◆ What is needed: Each line in the entries below that contains the word "NotFound" counts once. Report how many there are and nothing more.
--------------------------------
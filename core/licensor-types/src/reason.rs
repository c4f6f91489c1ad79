//! Machine-readable failure reasons carried by authority responses.
//!
//! Callers match on these tags, never on the human-readable message.

use serde::{Deserialize, Serialize};
use std::fmt;

/// Why a rate limiter refused a request.
#[derive(Debug, Clone, Copy, PartialEq, Eq, Hash, Serialize, Deserialize)]
#[serde(rename_all = "snake_case")]
pub enum RateLimitReason {
    /// Less than the minimum spacing since the last allowed request.
    RateLimitInterval,
    /// The burst quota for the trailing window is used up.
    RateLimitExceeded,
    /// A lockout entered after a burst violation is still running.
    RateLimitThrottled,
}

impl RateLimitReason {
    /// Returns the wire tag.
    #[must_use]
    pub fn as_str(&self) -> &'static str {
        match self {
            Self::RateLimitInterval => "rate_limit_interval",
            Self::RateLimitExceeded => "rate_limit_exceeded",
            Self::RateLimitThrottled => "rate_limit_throttled",
        }
    }
}

impl fmt::Display for RateLimitReason {
    fn fmt(&self, f: &mut fmt::Formatter<'_>) -> fmt::Result {
        f.write_str(self.as_str())
    }
}

/// Closed classification of every non-success authority response.
#[derive(Debug, Clone, Copy, PartialEq, Eq, Hash, Serialize, Deserialize)]
#[serde(rename_all = "snake_case")]
pub enum Reason {
    RateLimitInterval,
    RateLimitExceeded,
    RateLimitThrottled,

    /// Subscription is past its expiry date.
    Expired,
    /// The host application the product augments is not running.
    #[serde(rename = "fortnite_closed")]
    HostNotRunning,
    /// The authority could not be reached.
    NoInternet,
    /// No record exists for the account (or hardware id).
    NotFound,
    /// A record exists but is deactivated.
    NotActive,
    /// The subscription is bound to a different machine.
    DeviceMismatch,

    InvalidCode,
    CodeExpired,
    CodeAlreadyUsed,
    DeviceLimit,

    InvalidOtp,
    OtpExpired,
    SendFailed,

    /// The machine or account has had its free trial.
    #[serde(rename = "trial_already_used_on_device")]
    TrialUsed,

    /// Covers wrong, expired and already-consumed transfer tokens alike.
    InvalidTransferToken,
    MaxTransfersExceeded,

    InvalidRequest,
    Generic,
}

impl Reason {
    /// Returns the rate-limit reason if this is a throttling denial.
    #[must_use]
    pub fn rate_limit(&self) -> Option<RateLimitReason> {
        match self {
            Self::RateLimitInterval => Some(RateLimitReason::RateLimitInterval),
            Self::RateLimitExceeded => Some(RateLimitReason::RateLimitExceeded),
            Self::RateLimitThrottled => Some(RateLimitReason::RateLimitThrottled),
            _ => None,
        }
    }

    /// Returns true for reasons that mean the entitlement itself is gone.
    #[must_use]
    pub fn is_entitlement_failure(&self) -> bool {
        matches!(self, Self::Expired | Self::NotFound | Self::DeviceMismatch)
    }
}

impl From<RateLimitReason> for Reason {
    fn from(reason: RateLimitReason) -> Self {
        match reason {
            RateLimitReason::RateLimitInterval => Self::RateLimitInterval,
            RateLimitReason::RateLimitExceeded => Self::RateLimitExceeded,
            RateLimitReason::RateLimitThrottled => Self::RateLimitThrottled,
        }
    }
}

impl fmt::Display for Reason {
    fn fmt(&self, f: &mut fmt::Formatter<'_>) -> fmt::Result {
        // Serialized form is the canonical tag.
        match serde_json::to_value(self) {
            Ok(serde_json::Value::String(tag)) => f.write_str(&tag),
            _ => write!(f, "{self:?}"),
        }
    }
}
--------------------------------
◆ Finished task: 2